▶ **WHAT IS BEING ASKED**
Work through the material below and tally the lines holding "core"; only the tally should be returned.

** Opening RECORDS PROVIDED block **

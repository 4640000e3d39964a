/*
 * Copyright 2024 Luc Lenôtre
 *
 * This file is part of Maestro.
 *
 * Maestro is free software: you can redistribute it and/or modify it under the
 * terms of the GNU General Public License as published by the Free Software
 * Foundation, either version 3 of the License, or (at your option) any later
 * version.
 *
 * Maestro is distributed in the hope that it will be useful, but WITHOUT ANY
 * WARRANTY; without even the implied warranty of MERCHANTABILITY or FITNESS FOR
 * A PARTICULAR PURPOSE. See the GNU General Public License for more details.
 *
 * You should have received a copy of the GNU General Public License along with
 * Maestro. If not, see <https://www.gnu.org/licenses/>.
 */

//! Fallible collections.
//!
//! Ordinary [`alloc`] collections abort the kernel on allocation failure.
//! The wrappers in this module instead surface an [`AllocResult`] error so
//! callers can unwind and recover.

pub mod vec;
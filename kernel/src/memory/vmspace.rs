/*
 * Copyright 2024 Luc Lenôtre
 *
 * This file is part of Maestro.
 *
 * Maestro is free software: you can redistribute it and/or modify it under the
 * terms of the GNU General Public License as published by the Free Software
 * Foundation, either version 3 of the License, or (at your option) any later
 * version.
 *
 * Maestro is distributed in the hope that it will be useful, but WITHOUT ANY
 * WARRANTY; without even the implied warranty of MERCHANTABILITY or FITNESS FOR
 * A PARTICULAR PURPOSE. See the GNU General Public License for more details.
 *
 * You should have received a copy of the GNU General Public License along with
 * Maestro. If not, see <https://www.gnu.org/licenses/>.
 */

//! A task's virtual address space (C6): a page directory from C5 plus the ordered list of
//! mappings it resolves page faults against.
//!
//! The directory is never populated eagerly for a mapping: [`VmSpace::add_map`] only records
//! the range, and the backing pages are installed one at a time as [`VmSpace::resolve`] handles
//! the fault each one raises the first time it's touched.

use crate::memory::{
	PhysAddr, VirtAddr, buddy,
	vmem::{VMem, x86},
};
use utils::{
	collections::vec::Vec,
	errno::{EResult, Errno},
};

/// A mapping can be read from.
pub const MAP_READ: u32 = 0x01;
/// A mapping can be written to.
pub const MAP_WRITE: u32 = 0x02;
/// A mapping can be executed.
pub const MAP_EXEC: u32 = 0x04;
/// A mapping's pages may be shared with another space.
pub const MAP_SHARED: u32 = 0x08;

/// A region of virtual memory within a [`VmSpace`], populated lazily.
#[derive(Clone, Copy)]
pub struct Mapping {
	/// First (inclusive) address of the range.
	pub start: VirtAddr,
	/// Last (exclusive) address of the range.
	pub end: VirtAddr,
	/// Permission/kind flags (`MAP_*`).
	pub flags: u32,
}

impl Mapping {
	/// Tells whether `addr` falls within this mapping.
	fn contains(&self, addr: VirtAddr) -> bool {
		addr >= self.start && addr < self.end
	}

	/// Translates this mapping's flags to the architecture's page flags.
	fn arch_flags(&self) -> u32 {
		let mut flags = 0;
		if self.flags & MAP_WRITE != 0 {
			flags |= x86::FLAG_WRITE;
		}
		flags | x86::FLAG_USER
	}
}

/// A task's virtual address space.
pub struct VmSpace {
	vmem: VMem,
	mappings: Vec<Mapping>,
	/// Number of tasks sharing this space.
	users: usize,
}

impl VmSpace {
	/// Creates a new, empty address space with a fresh directory already carrying the kernel
	/// half.
	pub fn new() -> EResult<Self> {
		let vmem = VMem::new().map_err(|_| Errno::ENOMEM)?;
		Ok(Self {
			vmem,
			mappings: Vec::new(),
			users: 1,
		})
	}

	/// Increments the reference count of this space, for a new task sharing it.
	pub fn acquire(&mut self) {
		self.users += 1;
	}

	/// Returns the number of tasks currently using this space.
	pub fn users(&self) -> usize {
		self.users
	}

	/// Records a new mapping, to be populated lazily on the first fault within its range.
	pub fn add_map(&mut self, start: VirtAddr, end: VirtAddr, flags: u32) -> EResult<()> {
		if start >= end {
			return Err(Errno::EINVAL);
		}
		self.mappings
			.push(Mapping { start, end, flags })
			.map_err(|_| Errno::ENOMEM)
	}

	/// Removes the mapping starting at `start`, if any. Does not touch whatever was already
	/// populated in the directory for it.
	pub fn delete_map(&mut self, start: VirtAddr) {
		let pos = self.mappings.iter().position(|m| m.start == start);
		if let Some(pos) = pos {
			self.mappings.remove(pos);
		}
	}

	/// Finds the mapping covering `addr`, if any.
	fn find(&self, addr: VirtAddr) -> Option<&Mapping> {
		self.mappings.iter().find(|m| m.contains(addr))
	}

	/// Resolves a page fault at `fault_va`.
	///
	/// On a hit, allocates one page from C2 and installs it at `fault_va` with the covering
	/// mapping's flags. On a miss (no mapping covers the address), returns
	/// [`Errno::ENOENT`] — the fault is unhandled at this layer.
	///
	/// Does not check whether `fault_va` was already populated: the hardware only faults
	/// because it is absent, so a spurious fault here is a caller bug, not a case this
	/// function recovers from.
	pub fn resolve(&mut self, fault_va: VirtAddr) -> EResult<()> {
		let mapping = *self.find(fault_va).ok_or(Errno::ENOENT)?;
		let page = buddy::alloc(0, buddy::ZONE_LOWMEM)?;
		let page_addr = fault_va.down_align_to(crate::memory::PAGE_SIZE);
		let mut transaction = self.vmem.transaction();
		transaction.map(page, page_addr, mapping.arch_flags())?;
		transaction.commit();
		Ok(())
	}

	/// Returns the physical address backing `addr`, if mapped.
	pub fn translate(&self, addr: VirtAddr) -> Option<PhysAddr> {
		self.vmem.translate(addr)
	}

	/// Binds this space's directory to the current CPU.
	pub fn bind(&self) {
		self.vmem.bind();
	}

	/// Destroys the address space: frees the directory (and every page it still owns) and
	/// drops the mapping list.
	pub fn destroy(self) {
		// `VMem::drop` frees the directory; `Vec::drop` frees the mapping list.
	}
}

#[cfg(test)]
mod test {
	use super::*;

	#[test_case]
	fn vmspace_resolve_populates_page() {
		let mut space = VmSpace::new().unwrap();
		let base = VirtAddr(0x4000_0000);
		space.add_map(base, base + 0x1000, MAP_READ | MAP_WRITE).unwrap();
		assert!(space.translate(base).is_none());
		space.resolve(base).unwrap();
		assert!(space.translate(base).is_some());
	}

	#[test_case]
	fn vmspace_resolve_unmapped_fails() {
		let mut space = VmSpace::new().unwrap();
		assert_eq!(space.resolve(VirtAddr(0x4000_0000)), Err(Errno::ENOENT));
	}

	#[test_case]
	fn vmspace_destroy_frees_populated_pages() {
		let before = buddy::allocated_pages_count();
		let mut space = VmSpace::new().unwrap();
		let base = VirtAddr(0x4000_0000);
		space.add_map(base, base + 0x3000, MAP_READ | MAP_WRITE).unwrap();
		space.resolve(base).unwrap();
		space.resolve(base + 0x1000).unwrap();
		space.resolve(base + 0x2000).unwrap();
		assert!(buddy::allocated_pages_count() >= before + 3);
		space.destroy();
		assert_eq!(buddy::allocated_pages_count(), before);
	}
}
/*
 * Copyright 2024 Luc Lenôtre
 *
 * This file is part of Maestro.
 *
 * Maestro is free software: you can redistribute it and/or modify it under the
 * terms of the GNU General Public License as published by the Free Software
 * Foundation, either version 3 of the License, or (at your option) any later
 * version.
 *
 * Maestro is distributed in the hope that it will be useful, but WITHOUT ANY
 * WARRANTY; without even the implied warranty of MERCHANTABILITY or FITNESS FOR
 * A PARTICULAR PURPOSE. See the GNU General Public License for more details.
 *
 * You should have received a copy of the GNU General Public License along with
 * Maestro. If not, see <https://www.gnu.org/licenses/>.
 */

//! Once-initialized objects.

use core::{cell::UnsafeCell, mem::MaybeUninit, ops::Deref};

/// An object meant to be initialized once at boot, then accessed read-only.
///
/// The value **must** be initialized with [`OnceInit::init`] before calling
/// any method that dereferences it. Failure to do so is undefined behavior.
pub struct OnceInit<T>(UnsafeCell<MaybeUninit<T>>);

impl<T> OnceInit<T> {
	/// Creates a new instance waiting to be initialized.
	///
	/// # Safety
	///
	/// The value **must** be initialized with [`OnceInit::init`] before use.
	pub const unsafe fn new() -> Self {
		Self(UnsafeCell::new(MaybeUninit::uninit()))
	}

	/// Initializes with the given value.
	///
	/// If already initialized, the previous value is **not** dropped.
	///
	/// # Safety
	///
	/// The caller is responsible for enforcing that this only runs once and
	/// is not racing a concurrent reader.
	pub unsafe fn init(this: &Self, val: T) -> &T {
		unsafe {
			let inner = &mut *this.0.get();
			inner.write(val);
			inner.assume_init_ref()
		}
	}
}

impl<T> Deref for OnceInit<T> {
	type Target = T;

	fn deref(&self) -> &Self::Target {
		unsafe { (*self.0.get()).assume_init_ref() }
	}
}

unsafe impl<T> Sync for OnceInit<T> {}
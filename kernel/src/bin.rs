//! This module exists only to import symbols from the kernel that has been compiled as a library.

#![no_std]
#![no_main]
// Force presence of the test code for both `cargo test` and `cargo clippy --tests`
#![feature(custom_test_frameworks)]
#![test_runner(kernel::selftest::runner)]

extern crate kernel;
/*
 * Copyright 2024 Luc Lenôtre
 *
 * This file is part of Maestro.
 *
 * Maestro is free software: you can redistribute it and/or modify it under the
 * terms of the GNU General Public License as published by the Free Software
 * Foundation, either version 3 of the License, or (at your option) any later
 * version.
 *
 * Maestro is distributed in the hope that it will be useful, but WITHOUT ANY
 * WARRANTY; without even the implied warranty of MERCHANTABILITY or FITNESS FOR
 * A PARTICULAR PURPOSE. See the GNU General Public License for more details.
 *
 * You should have received a copy of the GNU General Public License along with
 * Maestro. If not, see <https://www.gnu.org/licenses/>.
 */

//! Smart pointers.

pub mod arc;
/*
 * Copyright 2024 Luc Lenôtre
 *
 * This file is part of Maestro.
 *
 * Maestro is free software: you can redistribute it and/or modify it under the
 * terms of the GNU General Public License as published by the Free Software
 * Foundation, either version 3 of the License, or (at your option) any later
 * version.
 *
 * Maestro is distributed in the hope that it will be useful, but WITHOUT ANY
 * WARRANTY; without even the implied warranty of MERCHANTABILITY or FITNESS FOR
 * A PARTICULAR PURPOSE. See the GNU General Public License for more details.
 *
 * You should have received a copy of the GNU General Public License along with
 * Maestro. If not, see <https://www.gnu.org/licenses/>.
 */

//! Error taxonomy shared across the whole crate.
//!
//! Two result aliases cover almost every fallible function in the kernel:
//! [`AllocResult`] for operations that can only fail by running out of
//! memory, and [`EResult`] for operations with a richer failure mode
//! (bad argument, missing object, invalid state transition, refusal to
//! free a kernel-owned page).

use core::alloc::AllocError;
use core::fmt;

/// Result of an operation that can only fail by exhausting memory.
pub type AllocResult<T> = Result<T, AllocError>;

/// Result of an operation with a richer failure mode than plain allocation
/// failure.
pub type EResult<T> = Result<T, Errno>;

/// The kernel's error code.
///
/// Variants other than [`Errno::Critical`] mirror the POSIX errno of the
/// same name, kept because the surrounding ecosystem (and the original
/// system this kernel continues) expects those names at error-reporting
/// boundaries.
#[derive(Debug, Clone, Copy, PartialEq, Eq)]
#[non_exhaustive]
pub enum Errno {
	/// Invalid argument (`EINVAL`): bad order, unknown priority, malformed
	/// range, rejected `CopyMode::Cow`.
	EINVAL,
	/// Out of memory (`ENOMEM`): no block, region or slab available.
	ENOMEM,
	/// No such entity (`ENOENT`): no task by id, no mapping covers the
	/// faulting address, object not owned by any slab.
	ENOENT,
	/// Resource busy (`EBUSY`): used for invalid state transitions, e.g.
	/// killing the idle task or purging a task that is not `KILLED`.
	EBUSY,
	/// Interrupted (`EINTR`).
	EINTR,
	/// Attempt to free or mutate a page the kernel owns outright (its own
	/// image or the page-structure pool). Not a POSIX errno.
	Critical,
}

impl fmt::Display for Errno {
	fn fmt(&self, f: &mut fmt::Formatter<'_>) -> fmt::Result {
		let msg = match self {
			Self::EINVAL => "Invalid argument",
			Self::ENOMEM => "Out of memory",
			Self::ENOENT => "No such entity",
			Self::EBUSY => "Resource busy or invalid state",
			Self::EINTR => "Interrupted",
			Self::Critical => "Attempt to mutate a critical page",
		};
		write!(f, "{msg}")
	}
}

impl From<AllocError> for Errno {
	fn from(_: AllocError) -> Self {
		Self::ENOMEM
	}
}

/// Builds an [`Errno`] value from one of its variant names.
///
/// This mirrors the ergonomics of the POSIX `errno!(EINVAL)` idiom used
/// throughout the kernel at error-reporting boundaries.
#[macro_export]
macro_rules! errno {
	($variant:ident) => {
		$crate::errno::Errno::$variant
	};
}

** Closing RECORDS PROVIDED block **

▶ **EXERCISE ANSWER**
3